DATA SHOWN:
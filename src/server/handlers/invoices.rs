use axum::extract::{Path, State};
use axum::http::header;
use axum::response::IntoResponse;
use uuid::Uuid;

use super::ActingUser;
use crate::server::AppState;
use crate::server::errors::AppError;

/// The rendered DANFSe as a PDF download.
pub async fn artifact(
    State(state): State<AppState>,
    ActingUser(user): ActingUser,
    Path(invoice_id): Path<Uuid>,
) -> Result<impl IntoResponse, AppError> {
    let document = state.engine.download_artifact(&user, invoice_id).await?;
    let disposition = format!("attachment; filename=\"danfse-{invoice_id}.pdf\"");
    Ok((
        [
            (header::CONTENT_TYPE, "application/pdf".to_string()),
            (header::CONTENT_DISPOSITION, disposition),
        ],
        document,
    ))
}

ACTION ITEM: Top to bottom, set down the entries above word for word.

ANSWER TO THIS TASK:
filename src/server/handlers/invoices.rs
use axum::extract::{Path, State};
use axum::http::header;
use axum::response::IntoResponse;
use uuid::Uuid;

use super::ActingUser;
use crate::server::AppState;
use crate::server::errors::AppError;

/// The rendered DANFSe as a PDF download.
pub async fn artifact(
    State(state): State<AppState>,
    ActingUser(user): ActingUser,
    Path(invoice_id): Path<Uuid>,
) -> Result<impl IntoResponse, AppError> {
    let document = state.engine.download_artifact(&user, invoice_id).await?;
    let disposition = format!("attachment; filename=\"danfse-{invoice_id}.pdf\"");
    Ok((
        [
            (header::CONTENT_TYPE, "application/pdf".to_string()),
            (header::CONTENT_DISPOSITION, disposition),
        ],
        document,
    ))
}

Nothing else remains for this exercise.